放った水気の刃はアスラの鎧に打ち当たり、微塵に消える。だが、それこそが陽の狙い。
鎧によって弾けた水気は滴に変わる。それがアスラの顔などにぶつかるというのも計算の内だ。そしてその中の一滴がアスラの目に直撃する事も。

「なかなか、せこい事をやってくれますね……」

自身の脳の命令には逆らえず、滴が目に入った途端、瞳を閉じてしまったアスラ。
それを機に、陽は一太刀浴びせてから後ずさる。どんなに距離を取っても無意味なのは分かっているが、無駄に攻め込んでやられるよりは被害を最小限に抑える事が出来るはずだ。

「だけど攻めなきゃやられるのも事実なんだよな……」

「あくまでも『剣凰流』の型は近接戦闘を主としている。全てと言っても過言では無いほどに」

「それも分かってるよ。あいつに近付いて戦わなきゃならないってのも。そうしなきゃ勝てないってのも」

「まったく……だから魔術を覚えろと言っているだろうが」

作戦会議のはずだったが、いつの間にか白銀による説教に変わっていた。
確かに白銀の言う事も一理あるが、陽は今更、一から魔術を勉強する気はない。
している余裕も無かったりする。

「月華と共にやれば良いではないか。師もあれだけ凄いのは居ないぞ?」

「馬鹿言うなよ……っとお喋りしてる暇は無いみたいだ」

どうやらアスラの傾向としては、陽と白銀がどういう風に戦うのか、という相談中には斬り掛かって来ないみたいだ。
それが彼の騎士道という物なのだろうか。

「先程も言いましたが……あなた方は会話が好きなのですか?何故戦闘の最中に和やかな会話を出来るのです」

「そうだな……、一種の余裕−−」

ふざけた調子で答えてやると、アスラが目にも留まらぬ移動でサーベルを振り上げていた。
眼前。白銀で防ぐのは間に合わない。ならば、文字通り身を削るのみ。

「私に対して、いや、戦闘時にする態度ではありませんよ。場合によっては挑発に取れなくは無いですが……!」

「陽!」

白銀の叫びも虚しく、陽は庇った両腕から鮮血を垂らした。幸いにも骨までは達していないらしく、肉をやられただけだ。狙ってやったのだとしたら、アスラの腕前を改めて認識しなければならなくなってしまう。

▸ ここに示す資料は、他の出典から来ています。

use chrono::{DateTime, Duration, Utc};
use serde::{Deserialize, Serialize};
use std::fmt;

use crate::error::{EtherError, Result};

/// A causal session grouping related messages.
///
/// Traces are created by `Ether::begin_trace` together with their first message and go
/// from active to inactive exactly once through `Ether::end_trace`.
#[derive(Debug, Clone, PartialEq, Eq, Serialize, Deserialize)]
pub struct Trace {
    pub id: Option<i64>,
    pub name: String,
    pub start: DateTime<Utc>,
    pub expiry: DateTime<Utc>,
    pub active: bool,
}

impl Trace {
    /// An active trace expiring `duration` after `start`. Fails when that expiry is not
    /// representable.
    pub fn new(
        id: Option<i64>,
        name: impl Into<String>,
        start: DateTime<Utc>,
        duration: Duration,
    ) -> Result<Self> {
        let name = name.into();
        let expiry = start.checked_add_signed(duration).ok_or_else(|| {
            EtherError::precondition(format!("trace '{}' expiry overflows", name))
        })?;
        Ok(Self {
            id,
            name,
            start,
            expiry,
            active: true,
        })
    }

    pub fn duration(&self) -> Duration {
        self.expiry - self.start
    }

    pub fn is_expired_at(&self, now: DateTime<Utc>) -> bool {
        now >= self.expiry
    }

    /// The store-assigned id, or a precondition error for an unpersisted trace.
    pub fn require_id(&self) -> Result<i64> {
        self.id
            .ok_or_else(|| EtherError::precondition(format!("trace '{}' has no id", self.name)))
    }

    pub fn check_can_end(&self) -> Result<i64> {
        let id = self.require_id()?;
        if !self.active {
            return Err(EtherError::precondition(format!(
                "trace {} is already ended",
                id
            )));
        }
        Ok(id)
    }
}

impl fmt::Display for Trace {
    fn fmt(&self, f: &mut fmt::Formatter<'_>) -> fmt::Result {
        match self.id {
            Some(id) => write!(f, "Trace({}, {}, {}, active={})", id, self.name, self.start, self.active),
            None => write!(f, "Trace(-, {}, {}, active={})", self.name, self.start, self.active),
        }
    }
}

「まだ幕を引く訳には行かないため、骨は勘弁しましたが……次はありません」

「チッ……何様だよ、あんた」

「私は私です。何よりも盟約を重んじる騎士」

乱暴な舌打ちにも口調は乱さず、冷静に。まるでそれが当たり前のように。

「更に言えば、私の騎士道精神は正々堂々」

「奇遇だな、俺もだぜ。なら、もっと力技で勝負しようじゃねえか!」

垂れる血と痛みを無視して走り出す。

「それは盟約とは別なので却下です」

吹いた風に髪をなびかせながら、サーベルを構える。
そして、何度目かも分からない激突。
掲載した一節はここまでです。